Nobody is sure when it arrived in Ireland. It is likely that the Romans introduced it to Britain sometime during the period 100BC to 450AD and some believe that it was introduced to Ireland by the Normans.
We know that it was certainly growing in Ireland in the 17th century as the records show that it was well established as early as 1625 according to the writings of O'Sullivan Beare. Also known as Spanish chestnut, it is a Mediterranean species and a number of places lay claim to its Latin name - Castanea sativa - including the ancient city of Kastanaia in Asia Minor (modern Turkey) and the towns of Castanea and Castana in Greece.
Establishment
It grows well in a variety of sites in Ireland but it is well to avoid exposed or frosty sites. It doesn't like extremes - very wet and very dry soils. It needs shelter and while it won't thrive on nutrient poor soils it will do well on moderately fertile light soils. It should be planted at 2.0 x 1.5m spacing or a stocking of 3,500 per hectare. It is relatively easy to establish as it grows fast during the first few years. It responds well to chemical weed control and it is unlikely to require fertilizer application if planted on moderately fertile soils although phosphate application may be necessary.
Maintenance
On sheltered sites it should require very little formative shaping or pruning. However, the grower should aim to have at least 400 good stems per hectare as straight knot-free sweet timber has a wide variety of high quality end uses.

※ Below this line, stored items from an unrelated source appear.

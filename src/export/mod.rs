// Parameter export - model predictions to synthesizer presets
//
// Each target synth is a strategy behind `PresetExporter`. Adding a target
// means a new `SynthTarget` variant and a new exporter; the model and the
// synthesis engine never change.

mod preset;
mod vital;

pub use preset::{PresetMetadata, SynthPreset};
pub use vital::{
    VitalExporter, VITAL_FRAME_SIZE, VITAL_REFERENCE_HZ, VITAL_UNITY_VOLUME, VITAL_WAVE_FRAMES,
};

use serde::{Deserialize, Serialize};
use std::fmt;

use crate::config::ExportConfig;
use crate::error::ExportError;
use crate::model::ModelPrediction;

/// Synthesizer a preset is written for
#[derive(Debug, Clone, Copy, PartialEq, Eq, Default, Serialize, Deserialize)]
#[serde(rename_all = "snake_case")]
pub enum SynthTarget {
    #[default]
    Vital,
}

impl SynthTarget {
    /// File extension of the target's preset documents
    pub fn file_extension(&self) -> &'static str {
        match self {
            SynthTarget::Vital => "vital",
        }
    }
}

impl fmt::Display for SynthTarget {
    fn fmt(&self, f: &mut fmt::Formatter<'_>) -> fmt::Result {
        match self {
            SynthTarget::Vital => f.write_str("vital"),
        }
    }
}

/// Maps a prediction onto one synth's parameter set
pub trait PresetExporter {
    fn target(&self) -> SynthTarget;

    /// Build the preset for `prediction`
    ///
    /// Out-of-range values are clamped to the nearest bound. Exporting the
    /// same prediction twice yields byte-identical documents.
    ///
    /// # Errors
    /// `RangeUnmappable` when a value has no nearest bound (NaN)
    fn export(&self, prediction: &ModelPrediction) -> Result<SynthPreset, ExportError>;
}

/// Exporter strategy for `target`
pub fn exporter_for(target: SynthTarget, config: &ExportConfig) -> Box<dyn PresetExporter + Send + Sync> {
    match target {
        SynthTarget::Vital => Box::new(VitalExporter::new(config)),
    }
}

/// Clamp `value` into `[min, max]`, rejecting NaN
pub(crate) fn clamp_parameter(name: &str, value: f64, min: f64, max: f64) -> Result<f64, ExportError> {
    if value.is_nan() {
        return Err(ExportError::RangeUnmappable {
            parameter: name.to_string(),
            value,
        });
    }
    Ok(value.clamp(min, max))
}

#[cfg(test)]
mod tests {
    use super::*;

    #[test]
    fn test_exporter_for_vital() {
        let exporter = exporter_for(SynthTarget::Vital, &ExportConfig::default());
        assert_eq!(exporter.target(), SynthTarget::Vital);
        assert_eq!(SynthTarget::Vital.file_extension(), "vital");
    }

    #[test]
    fn test_clamp_parameter() {
        assert_eq!(clamp_parameter("x", 5.0, 0.0, 1.0).unwrap(), 1.0);
        assert_eq!(clamp_parameter("x", f64::NEG_INFINITY, 0.0, 1.0).unwrap(), 0.0);
        assert!(matches!(
            clamp_parameter("x", f64::NAN, 0.0, 1.0),
            Err(ExportError::RangeUnmappable { .. })
        ));
    }

    #[test]
    fn test_target_serde_name() {
        assert_eq!(serde_json::to_string(&SynthTarget::Vital).unwrap(), "\"vital\"");
    }
}
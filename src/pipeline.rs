// Inference pipeline - waveform in, synth preset (and metrics) out
//
// Loaded weights are read-only and every intermediate lives inside one
// call, so `infer` takes `&self` and concurrent calls do not interact.

use serde::Serialize;
use std::path::{Path, PathBuf};
use tracing::info;

use crate::analysis::{FeatureExtractor, FeatureSequence, Waveform};
use crate::config::AppConfig;
use crate::error::{log_inference_error, InferenceError};
use crate::export::{exporter_for, PresetExporter, SynthPreset};
use crate::fixtures::read_wav;
use crate::loss::MultiResolutionStftLoss;
use crate::model::{load_checkpoint, CheckpointManifest, ModelPrediction, WavetableSynthModel};
use crate::synthesis::SynthesisEngine;
use crate::InferenceBackend;

/// How close the reconstruction is to the input
#[derive(Debug, Clone, PartialEq, Serialize)]
pub struct EvaluationMetrics {
    /// Multi-resolution spectral loss, summed over window sizes
    pub total_loss: f32,
    /// (window size, loss) per resolution
    pub per_scale: Vec<(usize, f32)>,
    /// Sample-wise mean squared error over the input length
    pub waveform_mse: f32,
    pub frames: usize,
    pub samples: usize,
}

/// Everything one call produced
#[derive(Debug, Clone)]
pub struct Analysis {
    /// Input at the configured sample rate
    pub input: Waveform,
    pub features: FeatureSequence,
    pub prediction: ModelPrediction,
    /// Clipped reconstruction, `frames × block_size` samples
    pub reconstruction: Waveform,
}

/// End-to-end parameter inference with one loaded model
pub struct InferencePipeline {
    config: AppConfig,
    extractor: FeatureExtractor,
    model: WavetableSynthModel<InferenceBackend>,
    engine: SynthesisEngine,
    loss: MultiResolutionStftLoss,
    exporter: Box<dyn PresetExporter + Send + Sync>,
    manifest: Option<CheckpointManifest>,
}

impl InferencePipeline {
    pub fn new(config: AppConfig, model: WavetableSynthModel<InferenceBackend>) -> Self {
        Self {
            extractor: FeatureExtractor::new(&config),
            engine: SynthesisEngine::new(&config),
            loss: MultiResolutionStftLoss::new(&config.loss),
            exporter: exporter_for(config.export.target, &config.export),
            model,
            manifest: None,
            config,
        }
    }

    /// Pipeline around a freshly initialized (untrained) model
    pub fn with_initial_weights(config: AppConfig) -> Self {
        let model = WavetableSynthModel::new(&config, &Default::default());
        Self::new(config, model)
    }

    /// Pipeline around the checkpoint described by `manifest_path`
    ///
    /// # Errors
    /// `ModelLoad` when the checkpoint is missing, unknown or built for a
    /// different architecture
    pub fn from_checkpoint(config: AppConfig, manifest_path: &Path) -> Result<Self, InferenceError> {
        let (model, manifest) = load_checkpoint::<InferenceBackend>(manifest_path, &config, &Default::default())?;
        let mut pipeline = Self::new(config, model);
        pipeline.manifest = Some(manifest);
        Ok(pipeline)
    }

    pub fn config(&self) -> &AppConfig {
        &self.config
    }

    pub fn model(&self) -> &WavetableSynthModel<InferenceBackend> {
        &self.model
    }

    /// Manifest of the loaded checkpoint, if any
    pub fn manifest(&self) -> Option<&CheckpointManifest> {
        self.manifest.as_ref()
    }

    /// Run features, model and synthesis on one waveform
    pub fn analyze(&self, waveform: &Waveform) -> Result<Analysis, InferenceError> {
        waveform.validate()?;
        let input = waveform.resampled(self.config.common.sample_rate);
        let features = self.extractor.extract(&input)?;
        let tensors = self.model.forward(&features, self.extractor.loudness_floor_db())?;
        let prediction = tensors.to_prediction()?;
        let reconstruction = self.engine.render_clipped(&tensors)?;

        Ok(Analysis {
            input,
            features,
            prediction,
            reconstruction,
        })
    }

    /// Audio the predicted parameters produce
    pub fn reconstruct(&self, waveform: &Waveform) -> Result<Waveform, InferenceError> {
        Ok(self.analyze(waveform)?.reconstruction)
    }

    /// Compare a reconstruction with its input
    pub fn evaluate(&self, reconstruction: &Waveform, input: &Waveform) -> Result<EvaluationMetrics, InferenceError> {
        let report = self.loss.evaluate(&reconstruction.samples, &input.samples)?;
        let samples = input.len().min(reconstruction.len());
        let squared: f32 = input.samples[..samples]
            .iter()
            .zip(&reconstruction.samples[..samples])
            .map(|(a, b)| (a - b) * (a - b))
            .sum();

        Ok(EvaluationMetrics {
            total_loss: report.total,
            per_scale: report.per_scale,
            waveform_mse: squared / samples.max(1) as f32,
            frames: self.extractor.frame_count(input.len()),
            samples: input.len(),
        })
    }

    /// Preset and evaluation metrics for one waveform
    ///
    /// # Errors
    /// `InvalidInput` for an empty waveform or zero sample rate,
    /// `NumericDivergence` naming the failing stage, export errors
    pub fn infer(&self, waveform: &Waveform) -> Result<(SynthPreset, EvaluationMetrics), InferenceError> {
        let result = self.analyze(waveform).and_then(|analysis| {
            let metrics = self.evaluate(&analysis.reconstruction, &analysis.input)?;
            let preset = self.exporter.export(&analysis.prediction)?;
            Ok((preset, metrics))
        });

        match &result {
            Ok((preset, metrics)) => info!(
                "[InferencePipeline] {} frames -> {} preset, loss {:.4}",
                metrics.frames,
                preset.target(),
                metrics.total_loss
            ),
            Err(err) => log_inference_error(err, "infer"),
        }
        result
    }

    /// Infer from a WAV file and write the preset into `output_dir`
    ///
    /// The preset is named after the input file; an existing file is never
    /// replaced, a numeric suffix is added instead.
    ///
    /// # Returns
    /// The written preset path, plus metrics when `enable_eval` is set
    pub fn infer_file(
        &self,
        input: &Path,
        output_dir: &Path,
        enable_eval: bool,
    ) -> Result<(PathBuf, Option<EvaluationMetrics>), InferenceError> {
        let waveform = read_wav(input)?;
        let (preset, metrics) = if enable_eval {
            let (preset, metrics) = self.infer(&waveform)?;
            (preset, Some(metrics))
        } else {
            let analysis = self.analyze(&waveform)?;
            (self.exporter.export(&analysis.prediction)?, None)
        };

        std::fs::create_dir_all(output_dir)?;
        let stem = input
            .file_stem()
            .map(|s| s.to_string_lossy().into_owned())
            .unwrap_or_else(|| "preset".to_string());
        let path = unique_path(output_dir, &stem, preset.target().file_extension());
        preset.write_to(&path)?;
        Ok((path, metrics))
    }
}

fn unique_path(dir: &Path, stem: &str, extension: &str) -> PathBuf {
    let candidate = dir.join(format!("{}.{}", stem, extension));
    if !candidate.exists() {
        return candidate;
    }
    (1..)
        .map(|n| dir.join(format!("{}_{}.{}", stem, n, extension)))
        .find(|path| !path.exists())
        .unwrap_or(candidate)
}

#[cfg(test)]
mod tests {
    use super::*;
    use crate::error::Stage;
    use crate::fixtures::{generate_sine, write_wav};
    use tempfile::tempdir;

    fn small_config() -> AppConfig {
        let mut config = AppConfig::default();
        config.model.hidden_size = 16;
        config.model.n_wavetables = 3;
        config.model.table_size = 64;
        config.model.n_harmonic = 4;
        config
    }

    #[test]
    fn test_infer_shapes() {
        let pipeline = InferencePipeline::with_initial_weights(small_config());
        let wave = generate_sine(330.0, 0.5, 0.25, 16_000);
        let (preset, metrics) = pipeline.infer(&wave).unwrap();

        assert_eq!(metrics.frames, 25);
        assert_eq!(metrics.samples, 4000);
        assert_eq!(metrics.per_scale.len(), 6);
        assert!(metrics.total_loss.is_finite() && metrics.total_loss > 0.0);
        assert!(preset.parameter("osc_1_on").is_some());

        let reconstruction = pipeline.reconstruct(&wave).unwrap();
        assert_eq!(reconstruction.len(), 25 * 160);
    }

    #[test]
    fn test_resamples_input() {
        let pipeline = InferencePipeline::with_initial_weights(small_config());
        let wave = generate_sine(330.0, 0.5, 0.25, 32_000);
        let (_, metrics) = pipeline.infer(&wave).unwrap();
        assert_eq!(metrics.samples, 4000);
    }

    #[test]
    fn test_empty_input_rejected() {
        let pipeline = InferencePipeline::with_initial_weights(small_config());
        let err = pipeline
            .infer(&Waveform {
                samples: Vec::new(),
                sample_rate: 16_000,
            })
            .unwrap_err();
        assert_eq!(err.stage(), Some(Stage::FeatureExtraction));
    }

    #[test]
    fn test_infer_file_never_overwrites() {
        let dir = tempdir().unwrap();
        let input = dir.path().join("tone.wav");
        write_wav(&input, &generate_sine(220.0, 0.5, 0.2, 16_000)).unwrap();
        let pipeline = InferencePipeline::with_initial_weights(small_config());

        let (first, metrics) = pipeline.infer_file(&input, dir.path(), true).unwrap();
        let (second, none) = pipeline.infer_file(&input, dir.path(), false).unwrap();
        assert_eq!(first.file_name().unwrap(), "tone.vital");
        assert_eq!(second.file_name().unwrap(), "tone_1.vital");
        assert!(metrics.is_some());
        assert!(none.is_none());
        assert_eq!(std::fs::read(&first).unwrap(), std::fs::read(&second).unwrap());
    }
}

Planted on the right site, sweet chestnut is windfirm and is relatively disease free although the threat of chestnut blight - currently causing damage in southern Europe - cannot be ruled out.
Rotation and end uses
Sweet chestnut has a long life. There are plenty of examples of trees that are well over 200 years old in Ireland. However, as it grows old, it develops spiral grain and a condition known as shake, which manifests itself as cracks in the timber. The grower can opt to have fine specimen trees such as the John Wesley tree but if the objective is to produce good quality sawable wood, then a rotation not greater than 80 years is recommended.
The wood is excellent resembling oak in a number of respects; not quite as strong but easier to work. It is used for furniture and flooring and clean knot free lengths are used for veneer.
It makes excellent fencing posts and providing the wood is dried properly, it will last for 25 years without preservation. If the logs are ponded or immersed in water they can last up to 40 years.
Culinary chestnut
The tree has been valued on the continent as much for its edible nuts as its wood. Our gourmets have largely ignored the fruit and while our climate is not always obliging in producing good crops, there have been excellent seed years. The nuts can be boiled or roasted and also used in savoury and sweet dishes.
I remember a forest worker in Piltown, Co Kilkenny - the late Billy Breen - used to collect the nuts in the Mountain Grove, which his mother used for a variety of dishes from stuffing to stews. In the list of Champion Trees produced by the Tree Register of Ireland it appears as a fine specimen tree not only in the aforementioned Ashford and Muckross, but right around the country.
Champion trees are located in places as diverse as Scarva, Co Down, Johnstown Castle (29m in height), Bunratty, Ballinasloe, Lough Key, the Malone Road, Belfast, Borris, Cappoquin, and Williamstown, Co Meath. Sweet chestnut is now an honorary native species in Britain and while it is unlikely to achieve that status here, it deserves a more prominent place in Irish forestry.